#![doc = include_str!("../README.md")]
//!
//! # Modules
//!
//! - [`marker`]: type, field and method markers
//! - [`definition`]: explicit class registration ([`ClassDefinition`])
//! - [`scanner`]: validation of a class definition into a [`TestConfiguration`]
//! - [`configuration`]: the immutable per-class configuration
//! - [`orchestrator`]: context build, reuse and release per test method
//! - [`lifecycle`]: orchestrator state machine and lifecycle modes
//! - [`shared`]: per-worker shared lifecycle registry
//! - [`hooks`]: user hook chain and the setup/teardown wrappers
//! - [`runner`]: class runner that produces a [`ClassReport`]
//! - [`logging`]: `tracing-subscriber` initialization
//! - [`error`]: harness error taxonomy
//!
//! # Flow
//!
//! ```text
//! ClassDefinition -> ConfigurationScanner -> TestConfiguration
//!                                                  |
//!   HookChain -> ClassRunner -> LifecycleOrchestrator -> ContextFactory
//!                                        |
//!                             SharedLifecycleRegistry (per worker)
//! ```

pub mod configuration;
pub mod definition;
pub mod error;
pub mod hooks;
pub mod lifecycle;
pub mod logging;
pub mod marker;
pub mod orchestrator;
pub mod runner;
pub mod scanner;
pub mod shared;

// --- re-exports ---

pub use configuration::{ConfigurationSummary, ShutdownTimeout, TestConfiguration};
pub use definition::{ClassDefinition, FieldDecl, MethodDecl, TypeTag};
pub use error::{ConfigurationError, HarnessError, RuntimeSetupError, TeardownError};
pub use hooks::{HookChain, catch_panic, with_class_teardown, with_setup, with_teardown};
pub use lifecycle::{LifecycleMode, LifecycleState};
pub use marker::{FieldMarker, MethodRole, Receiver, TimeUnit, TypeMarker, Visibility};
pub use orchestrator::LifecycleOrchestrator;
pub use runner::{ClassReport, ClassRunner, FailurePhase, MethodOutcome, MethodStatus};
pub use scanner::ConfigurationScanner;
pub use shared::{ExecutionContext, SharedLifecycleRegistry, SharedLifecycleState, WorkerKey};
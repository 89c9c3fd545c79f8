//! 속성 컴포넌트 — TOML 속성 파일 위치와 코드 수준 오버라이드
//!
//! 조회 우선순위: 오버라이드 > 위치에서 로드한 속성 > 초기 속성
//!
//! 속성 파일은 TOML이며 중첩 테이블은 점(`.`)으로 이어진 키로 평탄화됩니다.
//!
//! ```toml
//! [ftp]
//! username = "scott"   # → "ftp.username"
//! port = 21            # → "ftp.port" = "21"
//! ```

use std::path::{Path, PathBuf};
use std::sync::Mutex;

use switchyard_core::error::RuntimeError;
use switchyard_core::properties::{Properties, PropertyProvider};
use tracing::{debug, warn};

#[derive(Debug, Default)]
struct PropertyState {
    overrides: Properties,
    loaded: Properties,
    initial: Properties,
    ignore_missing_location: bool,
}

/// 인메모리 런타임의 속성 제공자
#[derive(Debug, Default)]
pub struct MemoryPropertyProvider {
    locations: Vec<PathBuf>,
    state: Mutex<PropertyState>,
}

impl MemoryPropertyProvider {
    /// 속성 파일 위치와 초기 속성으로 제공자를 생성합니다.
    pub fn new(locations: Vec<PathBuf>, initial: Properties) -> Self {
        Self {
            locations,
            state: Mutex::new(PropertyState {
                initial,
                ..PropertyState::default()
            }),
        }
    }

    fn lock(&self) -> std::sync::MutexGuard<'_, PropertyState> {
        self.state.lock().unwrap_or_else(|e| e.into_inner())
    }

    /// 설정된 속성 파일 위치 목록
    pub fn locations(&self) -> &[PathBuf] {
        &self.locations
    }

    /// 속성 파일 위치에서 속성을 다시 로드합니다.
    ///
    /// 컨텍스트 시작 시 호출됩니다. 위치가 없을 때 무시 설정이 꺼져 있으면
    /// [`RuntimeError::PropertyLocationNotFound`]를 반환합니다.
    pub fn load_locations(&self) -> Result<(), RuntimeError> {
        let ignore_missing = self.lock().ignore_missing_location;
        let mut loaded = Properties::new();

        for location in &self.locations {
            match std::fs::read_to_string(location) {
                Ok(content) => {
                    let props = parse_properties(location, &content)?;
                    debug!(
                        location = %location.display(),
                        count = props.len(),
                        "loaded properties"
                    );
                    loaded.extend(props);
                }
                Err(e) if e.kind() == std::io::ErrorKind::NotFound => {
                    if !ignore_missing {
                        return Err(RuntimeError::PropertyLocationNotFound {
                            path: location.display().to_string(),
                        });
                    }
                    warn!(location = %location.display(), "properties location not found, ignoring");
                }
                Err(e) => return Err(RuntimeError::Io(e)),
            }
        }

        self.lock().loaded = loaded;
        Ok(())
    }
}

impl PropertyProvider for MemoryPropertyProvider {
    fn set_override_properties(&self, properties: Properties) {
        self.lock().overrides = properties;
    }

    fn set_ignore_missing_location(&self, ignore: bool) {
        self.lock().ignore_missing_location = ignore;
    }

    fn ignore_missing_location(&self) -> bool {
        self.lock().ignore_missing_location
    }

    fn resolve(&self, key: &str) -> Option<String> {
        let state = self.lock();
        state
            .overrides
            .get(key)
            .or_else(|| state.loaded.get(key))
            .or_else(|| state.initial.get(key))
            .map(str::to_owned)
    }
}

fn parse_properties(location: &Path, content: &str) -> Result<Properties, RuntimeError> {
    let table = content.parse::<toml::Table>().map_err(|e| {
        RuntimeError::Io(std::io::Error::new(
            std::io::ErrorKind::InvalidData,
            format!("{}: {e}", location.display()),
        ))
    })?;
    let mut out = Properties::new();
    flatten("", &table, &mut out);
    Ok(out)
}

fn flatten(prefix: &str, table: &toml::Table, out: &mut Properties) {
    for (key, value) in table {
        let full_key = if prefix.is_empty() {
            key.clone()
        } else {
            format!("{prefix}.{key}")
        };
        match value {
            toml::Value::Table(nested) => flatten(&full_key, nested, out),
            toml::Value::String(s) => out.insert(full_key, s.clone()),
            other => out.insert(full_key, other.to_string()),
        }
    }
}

Your assignment » A single number is requested: the count of lines in the data that hold "display".

Solution to this task » 4